Jerry Shaw recalled Reagan's agenda-driven focus. His people were
extremely ideological. They wanted very quickly to stamp their presence on the federal workforce. They attempted to weed out Democrats, both political and career. . . . Political operative Lyn Nofziger's motto was their own early on: "Don't you ever forget, the best government is no government."
According to [one estimate], 80% of Reagan's appointees had been in the Nixon White House and had done nothing in the four years they were out but decide what they were going to do when they got back in and what they wanted to do was "nothing" in the regulatory agencies. Their goal was to take control of the agencies and make those they didn't like ineffective. Many good career people left in the early years because of the ideological shift-they moved to the private sector.

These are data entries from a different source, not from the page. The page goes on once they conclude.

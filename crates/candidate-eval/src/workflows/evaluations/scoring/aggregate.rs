use serde::{Deserialize, Serialize};

use super::super::domain::{JobFamily, ScoreSet};
use super::policy::{decide, Recommendation};
use super::rules::{evaluate_red_flag, RedFlag};

pub const AGGREGATE_RED_FLAG_REASON: &str = "One or more red flags";

/// Raw ratings plus the percent recorded when the evaluation was created.
#[derive(Debug, Clone, Copy, PartialEq, Eq, Serialize, Deserialize)]
pub struct HistoricalEvaluation {
    pub scores: ScoreSet,
    pub percent: u8,
}

/// Candidate-level summary across every evaluation received.
#[derive(Debug, Clone, PartialEq, Eq, Serialize, Deserialize)]
pub struct AggregateResult {
    pub count: usize,
    pub percent_avg: u8,
    pub red_flag_triggered: bool,
    pub recommendation: Recommendation,
}

/// Stored percents are averaged as-is; they are never recomputed from the scores.
fn average_percent(history: &[HistoricalEvaluation]) -> u8 {
    if history.is_empty() {
        return 0;
    }

    let count = history.len() as u64;
    let total: u64 = history
        .iter()
        .map(|evaluation| u64::from(evaluation.percent.min(100)))
        .sum();

    // (2 * total + count) / (2 * count) rounds the mean half-up.
    ((2 * total + count) / (2 * count)) as u8
}

/// Which evaluation raised the flag is not kept; the first hit is enough.
fn any_red_flag(family: JobFamily, history: &[HistoricalEvaluation]) -> RedFlag {
    let triggered = history
        .iter()
        .any(|evaluation| evaluation_red_flagged(family, &evaluation.scores));

    if triggered {
        RedFlag::raised(AGGREGATE_RED_FLAG_REASON)
    } else {
        RedFlag::clear()
    }
}

fn evaluation_red_flagged(family: JobFamily, scores: &ScoreSet) -> bool {
    evaluate_red_flag(family, scores).triggered
}

pub fn aggregate(family: JobFamily, history: &[HistoricalEvaluation]) -> AggregateResult {
    let percent_avg = average_percent(history);
    let red_flag = any_red_flag(family, history);
    let decision = decide(family, percent_avg, &red_flag);

    tracing::debug!(
        %family,
        count = history.len(),
        percent_avg,
        red_flag = red_flag.triggered,
        recommendation = %decision.recommendation,
        "aggregated evaluation history"
    );

    AggregateResult {
        count: history.len(),
        percent_avg,
        red_flag_triggered: red_flag.triggered,
        recommendation: decision.recommendation,
    }
}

Long-term occupation of the White House may be the dream of the political parties but it carries negative consequences for filling government's political leadership. According to Shaw,
By Reagan 2 many of the ideologues had left because they had accomplished what they wanted to. George Bush probably brought in less-qualified people in lower-level political jobs than was true in Reagan. It was probably a logical extension of twelve years of one-party rule. Bush's payback was less, not that different a crowd from Reagan. But in Bush, people in their twenties and early thirties who had never held a job were placed in very responsible NSES positions, especially in Education, Commerce, and the Small Business Administration. Also, lots of young Hill staffers were placed in executive positions; some had falsified their SF 171 to make them appear more qualifiedone had been in prison, one had run his business into bankruptcy.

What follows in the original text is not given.